According to TaxBuddy, the trader had invested around ₹9.6 lakh in Bitcoin trading and reported a loss of roughly ₹3.3 lakh. However, after the trader’s total transaction volume crossed ₹83 lakh, tax authorities reportedly issued an ₹88 lakh notice. 

The case is not unusual. In FY23, only 1.39 lakh out of 6.45 lakh individuals who had TDS withheld on crypto transactions actually reported that income in their tax returns. Roughly 78% of crypto traders with TDS deductions failed to properly disclose their crypto income. 

The Indian government has now formally classified the entire virtual digital assets sector as high risk in a note presented to the Parliamentary Standing Committee on Finance, citing intelligence reports linking crypto to drug trafficking, cyber fraud, and money laundering. The committee recently heard from Binance, WazirX, and ZebPay on the compliance crisis.

What Triggers a Notice

According to TaxBuddy, the income tax department examines three things when reviewing crypto activity. Where did the money come from. How it moved. Whether it matches what was declared in the ITR. Any gap between those three opens the door to scrutiny of the full amount involved.

Eight Rules to Stay Safe

TaxBuddy’s breakdown laid out exactly what traders are getting wrong:

  • Wrong ITR form: ITR-2 for investors, ITR-3 for traders. Filing the wrong one means wrong reporting from page one.
  • Reporting only final profit: Every individual transaction must appear in Schedule VDA. Summary numbers are not acceptable.
  • Mismatched data: Exchange records, bank trail, TDS certificates, and ITR figures must all match. Any discrepancy triggers automated scrutiny.
  • Ignoring crypto-to-crypto trades: BTC to ETH, token swaps, and wallet transfers may require reporting even without bank involvement.
  • Missing wallets or exchanges: Indian exchange, international exchange, private wallet.
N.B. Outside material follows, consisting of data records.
//! Serializable engine snapshots for external session holders.
//!
//! The engine performs no I/O. A holder that needs a cube to outlive one
//! request takes a [`CubeSnapshot`], stores the bytes wherever it likes,
//! and rebuilds the engine later with
//! [`CubeEngine::from_snapshot`](super::CubeEngine::from_snapshot).
//!
//! The current array is not stored; it is replayed from `initial` and
//! `history` on restore.

use im::Vector;
use serde::{Deserialize, Serialize};

use crate::core::{CubeResult, CubeRngState, Facelets};
use crate::moves::Move;

/// Everything needed to rebuild a [`CubeEngine`](super::CubeEngine).
#[derive(Clone, Debug, PartialEq, Eq, Serialize, Deserialize)]
pub struct CubeSnapshot {
    /// Array the history is replayed onto.
    pub initial: Facelets,
    /// Moves applied so far, oldest first.
    pub history: Vector<Move>,
    /// Scramble RNG position.
    pub rng: CubeRngState,
    /// Default scramble length.
    pub scramble_length: usize,
}

impl CubeSnapshot {
    /// Encode with bincode.
    pub fn to_bytes(&self) -> CubeResult<Vec<u8>> {
        Ok(bincode::serialize(self)?)
    }

    /// Decode bytes produced by [`CubeSnapshot::to_bytes`].
    pub fn from_bytes(bytes: &[u8]) -> CubeResult<Self> {
        Ok(bincode::deserialize(bytes)?)
    }
}
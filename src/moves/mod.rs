//! Move notation and facelet permutations.
//!
//! ## Key Types
//!
//! - `Move`: a face plus a `Modifier` (plain, prime, double)
//! - `ParsedSequence`: accepted moves and dropped tokens from a string
//! - `Permutation`: the 4-cycle table of one clockwise quarter turn

pub mod notation;
pub mod permutation;

pub use notation::{format_sequence, invert_sequence, parse_sequence, Modifier, Move, ParsedSequence};
pub use permutation::{apply_move, apply_moves, Permutation};
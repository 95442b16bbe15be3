//! Public and internal types for the gostatus API and pipeline.

use std::fmt;
use std::path::PathBuf;

use crate::utils::config::DEFAULT_WORKERS;

/// What the enricher made of one input line.
#[derive(Clone, Debug, PartialEq, Eq)]
pub enum Outcome {
    /// Formatted status line, sent to the sink.
    Status(String),
    /// Nothing to print. The reason is only counted and logged.
    Skipped(SkipReason),
}

pub(crate) const SKIP_REASON_COUNT: usize = 5;

/// Why a line produced no output.
#[derive(Clone, Copy, Debug, PartialEq, Eq, Hash)]
pub enum SkipReason {
    /// Empty line, malformed import path, or no package found.
    Invalid,
    /// Standard library package.
    Standard,
    /// Another line already claimed the same repository.
    Duplicate,
    /// Querying the repository failed.
    VcsFailure,
    /// The enricher panicked on this line.
    Panicked,
}

impl SkipReason {
    pub const ALL: [SkipReason; SKIP_REASON_COUNT] = [
        SkipReason::Invalid,
        SkipReason::Standard,
        SkipReason::Duplicate,
        SkipReason::VcsFailure,
        SkipReason::Panicked,
    ];

    pub fn as_str(self) -> &'static str {
        match self {
            SkipReason::Invalid => "invalid",
            SkipReason::Standard => "standard",
            SkipReason::Duplicate => "duplicate",
            SkipReason::VcsFailure => "vcs-failure",
            SkipReason::Panicked => "panicked",
        }
    }

    pub(crate) fn index(self) -> usize {
        self as usize
    }
}

impl fmt::Display for SkipReason {
    fn fmt(&self, f: &mut fmt::Formatter<'_>) -> fmt::Result {
        f.write_str(self.as_str())
    }
}

/// Counters for a finished run. `attempted == emitted + skipped()`.
#[derive(Clone, Debug, Default, PartialEq, Eq)]
pub struct PipelineSummary {
    pub attempted: usize,
    pub emitted: usize,
    pub skipped: [usize; SKIP_REASON_COUNT],
}

impl PipelineSummary {
    pub fn skipped_for(&self, reason: SkipReason) -> usize {
        self.skipped[reason.index()]
    }

    pub fn skipped(&self) -> usize {
        self.skipped.iter().sum()
    }
}

impl fmt::Display for PipelineSummary {
    fn fmt(&self, f: &mut fmt::Formatter<'_>) -> fmt::Result {
        write!(
            f,
            "{} lines, {} printed, {} skipped",
            self.attempted,
            self.emitted,
            self.skipped()
        )?;
        for reason in SkipReason::ALL {
            let n = self.skipped_for(reason);
            if n > 0 {
                write!(f, " [{}: {}]", reason, n)?;
            }
        }
        Ok(())
    }
}

/// Full options (CLI and lib).
#[derive(Clone, Debug, PartialEq, Eq)]
pub struct Opts {
    /// Worker thread count. Bounds concurrent enrichment calls.
    pub jobs: usize,
    /// Debug logging, including per-line skip reasons.
    pub verbose: bool,
    /// Do not contact remotes; the `+` flag is never shown.
    pub offline: bool,
    /// GOROOT override. When None, resolved from env, `.env`, or `go env`.
    pub goroot: Option<PathBuf>,
    /// GOPATH override (list separated like `$PATH`). When None, resolved like GOROOT.
    pub gopath: Option<String>,
}

impl Default for Opts {
    fn default() -> Self {
        Self {
            jobs: DEFAULT_WORKERS,
            verbose: false,
            offline: false,
            goroot: None,
            gopath: None,
        }
    }
}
All of it counts.
  • Under-reporting income: Penalty is 50% of the tax payable on under-reported amounts.
  • Misreporting data: Penalty rises to 200% of tax payable. Wrong numbers are far more expensive than correct ones.

What the Community Said

The reaction from India’s crypto community was blunt. “Too much paperwork,” wrote one trader on X. “Who keeps details about every single transaction? And in crypto the slippage loss can never even be shown.”

The frustration reflects a structural tension that the parliamentary committee is now actively examining. The 30% flat tax with no loss offsetting introduced in 2022 drove significant trading volume offshore. The compliance crisis that followed is now being used to justify tighter scrutiny of those who stayed.

The Bottom Line

Crypto losses do not protect traders from tax notices. Missing records, wrong forms, and unexplained fund movements do. With the government labelling the sector high risk and the tax department cross-referencing TDS data against ITR filings in real time, the era of casual crypto tax reporting in India is over.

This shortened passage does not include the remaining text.